━━━ SUPPLIED RECORDS

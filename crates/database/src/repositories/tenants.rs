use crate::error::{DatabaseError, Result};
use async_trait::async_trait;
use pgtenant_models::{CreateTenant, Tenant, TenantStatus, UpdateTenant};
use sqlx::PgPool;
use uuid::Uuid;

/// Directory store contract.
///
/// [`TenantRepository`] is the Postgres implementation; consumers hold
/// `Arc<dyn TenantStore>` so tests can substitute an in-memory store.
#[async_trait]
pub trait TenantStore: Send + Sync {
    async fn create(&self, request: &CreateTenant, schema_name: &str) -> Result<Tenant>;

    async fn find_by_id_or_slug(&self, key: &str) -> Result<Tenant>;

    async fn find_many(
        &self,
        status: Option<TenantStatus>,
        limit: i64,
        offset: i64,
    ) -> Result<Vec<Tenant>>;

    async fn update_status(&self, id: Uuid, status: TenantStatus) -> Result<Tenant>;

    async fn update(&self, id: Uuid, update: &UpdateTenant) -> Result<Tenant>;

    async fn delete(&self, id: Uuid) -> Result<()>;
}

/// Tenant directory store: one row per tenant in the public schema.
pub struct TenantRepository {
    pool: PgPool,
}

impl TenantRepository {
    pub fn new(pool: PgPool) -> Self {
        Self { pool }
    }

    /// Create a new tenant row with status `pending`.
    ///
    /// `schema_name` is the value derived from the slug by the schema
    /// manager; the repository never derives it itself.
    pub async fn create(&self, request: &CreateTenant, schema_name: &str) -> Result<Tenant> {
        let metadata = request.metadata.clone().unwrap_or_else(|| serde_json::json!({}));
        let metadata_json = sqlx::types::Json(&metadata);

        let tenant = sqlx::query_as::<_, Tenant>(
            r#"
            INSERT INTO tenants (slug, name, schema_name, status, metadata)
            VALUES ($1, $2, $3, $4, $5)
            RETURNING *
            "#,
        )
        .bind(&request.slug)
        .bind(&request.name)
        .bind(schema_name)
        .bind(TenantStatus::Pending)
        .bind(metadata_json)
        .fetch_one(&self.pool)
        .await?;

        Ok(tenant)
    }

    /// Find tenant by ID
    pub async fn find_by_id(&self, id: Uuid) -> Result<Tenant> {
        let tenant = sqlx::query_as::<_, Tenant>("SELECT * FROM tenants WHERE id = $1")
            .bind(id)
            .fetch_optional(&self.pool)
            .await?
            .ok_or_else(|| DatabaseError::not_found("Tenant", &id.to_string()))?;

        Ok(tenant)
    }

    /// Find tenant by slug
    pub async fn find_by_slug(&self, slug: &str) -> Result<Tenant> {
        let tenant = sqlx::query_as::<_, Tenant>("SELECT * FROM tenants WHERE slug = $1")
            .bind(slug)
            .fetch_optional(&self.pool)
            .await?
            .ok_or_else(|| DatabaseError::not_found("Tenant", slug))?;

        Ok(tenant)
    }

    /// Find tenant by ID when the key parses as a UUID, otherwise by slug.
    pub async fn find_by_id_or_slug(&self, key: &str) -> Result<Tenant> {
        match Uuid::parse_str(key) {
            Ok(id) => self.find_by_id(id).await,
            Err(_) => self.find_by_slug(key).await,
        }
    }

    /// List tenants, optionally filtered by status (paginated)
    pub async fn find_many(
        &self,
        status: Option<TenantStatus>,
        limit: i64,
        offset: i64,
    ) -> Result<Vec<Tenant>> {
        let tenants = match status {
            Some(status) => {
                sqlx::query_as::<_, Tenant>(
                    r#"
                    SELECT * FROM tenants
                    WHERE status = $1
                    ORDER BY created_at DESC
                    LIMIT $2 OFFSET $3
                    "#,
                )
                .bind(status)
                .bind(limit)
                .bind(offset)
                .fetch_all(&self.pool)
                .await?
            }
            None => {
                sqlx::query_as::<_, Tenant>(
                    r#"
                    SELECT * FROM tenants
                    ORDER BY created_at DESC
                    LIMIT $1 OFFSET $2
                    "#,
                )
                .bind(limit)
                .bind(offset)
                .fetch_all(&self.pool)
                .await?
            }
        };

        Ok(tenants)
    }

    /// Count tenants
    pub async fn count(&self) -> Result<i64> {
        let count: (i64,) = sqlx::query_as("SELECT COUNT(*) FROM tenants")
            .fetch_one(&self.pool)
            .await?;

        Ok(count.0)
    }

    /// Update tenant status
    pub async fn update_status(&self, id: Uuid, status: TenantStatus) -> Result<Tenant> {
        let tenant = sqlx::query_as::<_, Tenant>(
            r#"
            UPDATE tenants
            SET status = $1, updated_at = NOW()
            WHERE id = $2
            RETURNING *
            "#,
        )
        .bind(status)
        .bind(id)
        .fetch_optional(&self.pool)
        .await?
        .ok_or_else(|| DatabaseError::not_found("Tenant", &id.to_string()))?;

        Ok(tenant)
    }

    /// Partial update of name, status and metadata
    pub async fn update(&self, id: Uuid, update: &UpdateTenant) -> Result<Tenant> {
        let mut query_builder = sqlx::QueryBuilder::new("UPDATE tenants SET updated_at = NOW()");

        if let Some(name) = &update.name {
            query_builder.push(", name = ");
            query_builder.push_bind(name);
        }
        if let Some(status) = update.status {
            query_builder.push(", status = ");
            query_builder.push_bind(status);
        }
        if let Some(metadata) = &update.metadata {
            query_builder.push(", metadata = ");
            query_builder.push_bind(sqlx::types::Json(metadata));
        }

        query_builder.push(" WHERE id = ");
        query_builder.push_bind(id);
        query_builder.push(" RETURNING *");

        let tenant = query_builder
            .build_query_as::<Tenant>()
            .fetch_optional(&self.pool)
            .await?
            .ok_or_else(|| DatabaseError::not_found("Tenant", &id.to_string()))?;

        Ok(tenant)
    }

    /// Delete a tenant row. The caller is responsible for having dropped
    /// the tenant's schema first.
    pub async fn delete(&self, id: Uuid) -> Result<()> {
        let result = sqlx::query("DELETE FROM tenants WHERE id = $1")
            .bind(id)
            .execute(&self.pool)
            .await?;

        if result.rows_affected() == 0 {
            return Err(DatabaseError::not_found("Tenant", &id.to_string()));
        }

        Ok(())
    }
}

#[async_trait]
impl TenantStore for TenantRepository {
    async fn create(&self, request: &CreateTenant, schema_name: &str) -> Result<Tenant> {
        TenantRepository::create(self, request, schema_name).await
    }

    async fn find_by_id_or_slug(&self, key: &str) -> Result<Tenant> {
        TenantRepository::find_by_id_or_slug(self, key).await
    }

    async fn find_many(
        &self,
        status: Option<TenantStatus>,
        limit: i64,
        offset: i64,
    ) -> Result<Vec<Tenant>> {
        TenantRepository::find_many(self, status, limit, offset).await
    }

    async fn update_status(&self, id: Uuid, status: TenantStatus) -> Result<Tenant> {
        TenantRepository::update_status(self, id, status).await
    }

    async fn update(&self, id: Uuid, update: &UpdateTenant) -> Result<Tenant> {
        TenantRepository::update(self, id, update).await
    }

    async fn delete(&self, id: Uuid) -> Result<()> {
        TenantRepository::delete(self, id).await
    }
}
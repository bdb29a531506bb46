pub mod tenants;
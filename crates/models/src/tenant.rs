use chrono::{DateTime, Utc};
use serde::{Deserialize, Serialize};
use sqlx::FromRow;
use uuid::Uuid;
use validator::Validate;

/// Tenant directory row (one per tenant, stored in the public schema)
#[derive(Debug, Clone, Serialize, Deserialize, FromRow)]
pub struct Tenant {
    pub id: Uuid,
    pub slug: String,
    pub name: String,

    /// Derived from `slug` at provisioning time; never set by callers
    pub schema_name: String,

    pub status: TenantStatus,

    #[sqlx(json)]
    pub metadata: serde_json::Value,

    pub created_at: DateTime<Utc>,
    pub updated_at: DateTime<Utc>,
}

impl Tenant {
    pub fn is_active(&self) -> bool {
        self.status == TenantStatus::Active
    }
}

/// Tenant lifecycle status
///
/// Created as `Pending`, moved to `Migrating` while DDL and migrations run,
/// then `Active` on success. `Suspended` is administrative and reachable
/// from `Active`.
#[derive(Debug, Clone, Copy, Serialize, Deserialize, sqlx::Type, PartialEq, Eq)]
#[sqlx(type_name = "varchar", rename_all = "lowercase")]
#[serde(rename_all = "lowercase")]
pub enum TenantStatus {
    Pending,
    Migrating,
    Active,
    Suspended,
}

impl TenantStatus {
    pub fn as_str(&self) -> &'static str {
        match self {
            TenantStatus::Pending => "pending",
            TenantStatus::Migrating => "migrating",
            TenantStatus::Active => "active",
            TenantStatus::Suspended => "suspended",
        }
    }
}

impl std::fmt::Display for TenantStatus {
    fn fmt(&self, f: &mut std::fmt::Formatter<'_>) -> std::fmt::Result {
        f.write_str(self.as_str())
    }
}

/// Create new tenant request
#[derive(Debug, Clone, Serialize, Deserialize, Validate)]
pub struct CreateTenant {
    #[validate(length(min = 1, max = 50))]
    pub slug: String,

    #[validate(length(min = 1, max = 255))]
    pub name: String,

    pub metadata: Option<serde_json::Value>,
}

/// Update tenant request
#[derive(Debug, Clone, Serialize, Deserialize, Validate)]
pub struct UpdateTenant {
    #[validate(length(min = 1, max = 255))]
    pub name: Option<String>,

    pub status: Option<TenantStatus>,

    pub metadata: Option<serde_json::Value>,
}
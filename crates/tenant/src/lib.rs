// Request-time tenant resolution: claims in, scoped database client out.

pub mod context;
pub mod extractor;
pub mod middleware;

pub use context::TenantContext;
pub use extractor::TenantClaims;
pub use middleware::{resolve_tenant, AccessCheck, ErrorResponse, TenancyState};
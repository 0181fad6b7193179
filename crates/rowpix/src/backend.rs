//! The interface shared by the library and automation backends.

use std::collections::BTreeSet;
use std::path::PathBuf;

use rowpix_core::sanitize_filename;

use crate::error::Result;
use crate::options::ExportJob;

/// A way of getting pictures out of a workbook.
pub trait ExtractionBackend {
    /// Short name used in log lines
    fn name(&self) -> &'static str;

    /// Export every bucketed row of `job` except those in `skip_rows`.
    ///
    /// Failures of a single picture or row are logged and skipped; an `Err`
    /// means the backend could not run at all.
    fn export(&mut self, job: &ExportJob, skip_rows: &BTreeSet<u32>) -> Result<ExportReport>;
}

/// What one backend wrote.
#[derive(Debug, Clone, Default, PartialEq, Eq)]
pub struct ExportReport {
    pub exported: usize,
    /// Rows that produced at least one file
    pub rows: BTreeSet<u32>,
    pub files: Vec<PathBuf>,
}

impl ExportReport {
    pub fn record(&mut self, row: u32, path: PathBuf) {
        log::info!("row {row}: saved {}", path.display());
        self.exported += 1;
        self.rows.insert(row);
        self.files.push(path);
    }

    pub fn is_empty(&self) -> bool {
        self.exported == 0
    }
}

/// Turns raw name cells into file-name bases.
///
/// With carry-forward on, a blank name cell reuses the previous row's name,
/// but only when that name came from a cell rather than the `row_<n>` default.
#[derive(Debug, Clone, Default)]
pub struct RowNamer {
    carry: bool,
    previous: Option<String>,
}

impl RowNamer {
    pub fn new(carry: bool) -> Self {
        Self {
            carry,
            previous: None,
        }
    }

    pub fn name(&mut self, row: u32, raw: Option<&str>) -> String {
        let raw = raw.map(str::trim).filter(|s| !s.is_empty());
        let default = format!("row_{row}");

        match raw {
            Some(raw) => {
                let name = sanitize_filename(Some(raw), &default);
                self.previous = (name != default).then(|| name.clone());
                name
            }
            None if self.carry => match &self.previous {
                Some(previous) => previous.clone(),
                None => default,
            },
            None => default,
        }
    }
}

━━━━━━

## WHAT THE TASK ASKS:
Only the lines above from the line with "of a workbook." to the line with "carry-forward on, a", those two lines included, should be reproduced exactly.

## TASK RESPONSE:
/// A way of getting pictures out of a workbook.
pub trait ExtractionBackend {
    /// Short name used in log lines
    fn name(&self) -> &'static str;

    /// Export every bucketed row of `job` except those in `skip_rows`.
    ///
    /// Failures of a single picture or row are logged and skipped; an `Err`
    /// means the backend could not run at all.
    fn export(&mut self, job: &ExportJob, skip_rows: &BTreeSet<u32>) -> Result<ExportReport>;
}

/// What one backend wrote.
#[derive(Debug, Clone, Default, PartialEq, Eq)]
pub struct ExportReport {
    pub exported: usize,
    /// Rows that produced at least one file
    pub rows: BTreeSet<u32>,
    pub files: Vec<PathBuf>,
}

impl ExportReport {
    pub fn record(&mut self, row: u32, path: PathBuf) {
        log::info!("row {row}: saved {}", path.display());
        self.exported += 1;
        self.rows.insert(row);
        self.files.push(path);
    }

    pub fn is_empty(&self) -> bool {
        self.exported == 0
    }
}

/// Turns raw name cells into file-name bases.
///
/// With carry-forward on, a blank name cell reuses the previous row's name,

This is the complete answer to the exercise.